# Required work:
In the material below, find the line that contains "can switch to." and the line that contains "pub struct LanguageChangeRequest", then write out exactly those two lines and everything between them.

BEGIN Material for this task

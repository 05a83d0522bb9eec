//! Language tags and the language state.

use std::collections::BTreeSet;
use std::fmt;

use serde::{Deserialize, Serialize};

/// A language tag such as `en`, `uk` or `en-US`.
///
/// The tag is kept exactly as given. Equality is case-sensitive; only
/// [`LanguagePattern::Exact`](super::LanguagePattern::Exact) matching
/// ignores case.
#[derive(Clone, Debug, PartialEq, Eq, PartialOrd, Ord, Hash, Serialize, Deserialize)]
#[serde(transparent)]
pub struct Language(String);

impl Language {
    /// Creates a language from its tag.
    #[inline]
    pub fn new(tag: impl Into<String>) -> Self {
        Self(tag.into())
    }

    /// Returns the tag.
    #[inline]
    #[must_use]
    pub fn as_str(&self) -> &str {
        &self.0
    }
}

impl fmt::Display for Language {
    fn fmt(&self, formatter: &mut fmt::Formatter<'_>) -> fmt::Result {
        formatter.write_str(&self.0)
    }
}

impl From<&str> for Language {
    fn from(tag: &str) -> Self {
        Self::new(tag)
    }
}

impl From<String> for Language {
    fn from(tag: String) -> Self {
        Self(tag)
    }
}

impl AsRef<str> for Language {
    fn as_ref(&self) -> &str {
        &self.0
    }
}

impl PartialEq<str> for Language {
    fn eq(&self, other: &str) -> bool {
        self.0 == other
    }
}

impl PartialEq<&str> for Language {
    fn eq(&self, other: &&str) -> bool {
        self.0 == *other
    }
}

/// The current language together with the fallback and the supported set.
#[derive(Clone, Debug, PartialEq, Eq)]
pub struct LanguageState {
    /// The language phrases are translated into.
    pub current: Language,
    /// The fallback for unsupported requests.
    pub default: Language,
    /// Every language the application can switch to.
    pub supported: BTreeSet<Language>,
}

impl LanguageState {
    /// Returns `true` when `language` is in the supported set.
    #[must_use]
    pub fn supports(&self, language: &Language) -> bool {
        self.supported.contains(language)
    }
}

/// A request to switch from the current language to a resolved target.
#[derive(Clone, Debug, PartialEq, Eq)]
pub struct LanguageChangeRequest {
    /// The language in use when the request was made.
    pub current: Language,
    /// The resolved language being asked for.
    pub target: Language,
}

END Material for this task

# Result for this exercise:
    /// Every language the application can switch to.
    pub supported: BTreeSet<Language>,
}

impl LanguageState {
    /// Returns `true` when `language` is in the supported set.
    #[must_use]
    pub fn supports(&self, language: &Language) -> bool {
        self.supported.contains(language)
    }
}

/// A request to switch from the current language to a resolved target.
#[derive(Clone, Debug, PartialEq, Eq)]
pub struct LanguageChangeRequest {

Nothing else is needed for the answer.